Expediting Isn't a Spares Strategy

Chronic expediting is the aerospace aftermarket's default response to parts risk. It's also a sign that detection is coming too late. This post breaks down the execution gap in spares distribution and what a risk-based operating model looks like in practice.

Expediting Isn't a Spares Strategy
Written by:
Marc Riviere
3
min
May 20, 2026
Table of contents:

The aerospace aftermarket is under sustained demand pressure. Operators are extending asset life. Demand for spares is at cycle highs. And supply — lead times, capacity, component availability — hasn't kept up.

Most organizations have responded the same way: more inventory, more expediting, more people chasing status updates across ERP screens and supplier inboxes. Service levels are still slipping. Premium freight spend is climbing. And the planners doing the chasing are spending their days reconciling data rather than managing risk.

The constraint isn't supply. It isn't demand forecasting. It's execution.

The data exists. The shared reality doesn't.

A spares distribution operation touches more systems than almost any other function in aerospace. ERP for orders and reservations. WMS for stock and allocations. Repair systems for rotable cycles. Supplier portals for ASNs and commit dates. TMS for shipment ETAs. Each system holds a piece of the picture. None of them holds the whole thing.

The result is predictable: every function is working from a different version of the truth. Supply is prioritizing by commit date. Operations is prioritizing by warehouse urgency. Customer-facing teams are escalating by whoever called last. When a shortage hits or a commitment slips, the response is cross-functional — everyone is in motion, but not in the same direction.

This is the execution gap in spares distribution: the mismatch between what the plan says should be available and what is actually ready to ship, traceable, and committed.

Expediting is a symptom, not a strategy

Chronic expediting is what happens when detection comes too late. By the time a planner flags a shortage or a buyer chases a delinquent PO, the AOG risk is already live and the options have narrowed. Premium freight. Emergency supplier commits. Reallocation from another site. All of them are expensive. Most of them are avoidable.

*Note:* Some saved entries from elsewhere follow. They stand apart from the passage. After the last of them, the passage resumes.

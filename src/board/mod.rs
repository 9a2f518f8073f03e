//! Board topology.
//!
//! Stateless mapping between a pawn's color-relative location and the board:
//! - `track`: ring indices, safe cells, legal targets, hop paths
//! - `coords`: 15x15 grid coordinates for renderers

pub mod coords;
pub mod track;

pub use coords::{base_slots, center_cell, coordinate_of, home_stretch, path_coordinates, Coordinate, RING_PATH};
pub use track::{
    hop_path, is_legal_move, is_legal_move_with, is_safe_cell, relative_to_global, ring_cell, start_offset,
    target_location, HopPath, RELEASE_ROLL, RING_LEN, SAFE_CELLS,
};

The organizations reducing expediting aren't doing it because they have better supply. They're doing it because they're detecting risk earlier — when there are still multiple recovery paths available and time to evaluate them.

That shift from reactive to risk-based is an operational model change, not a data problem. The data is already there.

What execution-led spares distribution looks like

The operating model shift has three components.

A shared operational truth. Demand signals, inventory positions, repair loop status, supplier commits, and customer priorities — synchronized into a single view that updates in real time. Not a dashboard. A working environment where exceptions surface automatically and teams act on the same information.

Risk-based prioritization. Instead of blanket expediting, planners work a ranked exception queue: what is at risk of breaching a service commitment, when, and why. Every exception carries context — the downstream impact, the available recovery options, the trade-offs. Less time collecting. More time deciding.

Systematic recovery playbooks. When a shortage is detected, the question isn't just "what do we do?" — it's "what's the best next action given current constraints?" Reallocation from another site. Substitution. Repair acceleration. Supplier split shipment. These pathways exist in every operation. The difference is whether they're surfaced fast enough to use.

The levers that move the metrics

Higher fill rates and fewer AOG events don't come from holding more stock. They come from acting on the right information sooner.

When teams can see availability risk before it becomes a breach — and coordinate recovery across supply, operations, and customer-facing functions on one set of priorities — the outcomes shift in predictable ways: fewer past-due orders, lower expediting and premium freight spend, better inventory turns without sacrificing service-critical coverage.

The planner spending hours each day chasing supplier confirmations gets that time back. The buyer who escalated everything because nothing was prioritized starts working a ranked, explainable queue. The VP watching fill rate and premium freight spend sees both move.

Execution is the differentiator

The aftermarket super-cycle isn't ending. Supply constraints aren't resolving quickly. The organizations that protect service performance through this environment won't do it by adding inventory or adding headcount.

They'll do it by closing the execution gap — connecting their data, detecting risk earlier, and coordinating recovery faster than the competition.

The capability to do that already exists. The question is whether the operating model is built around it.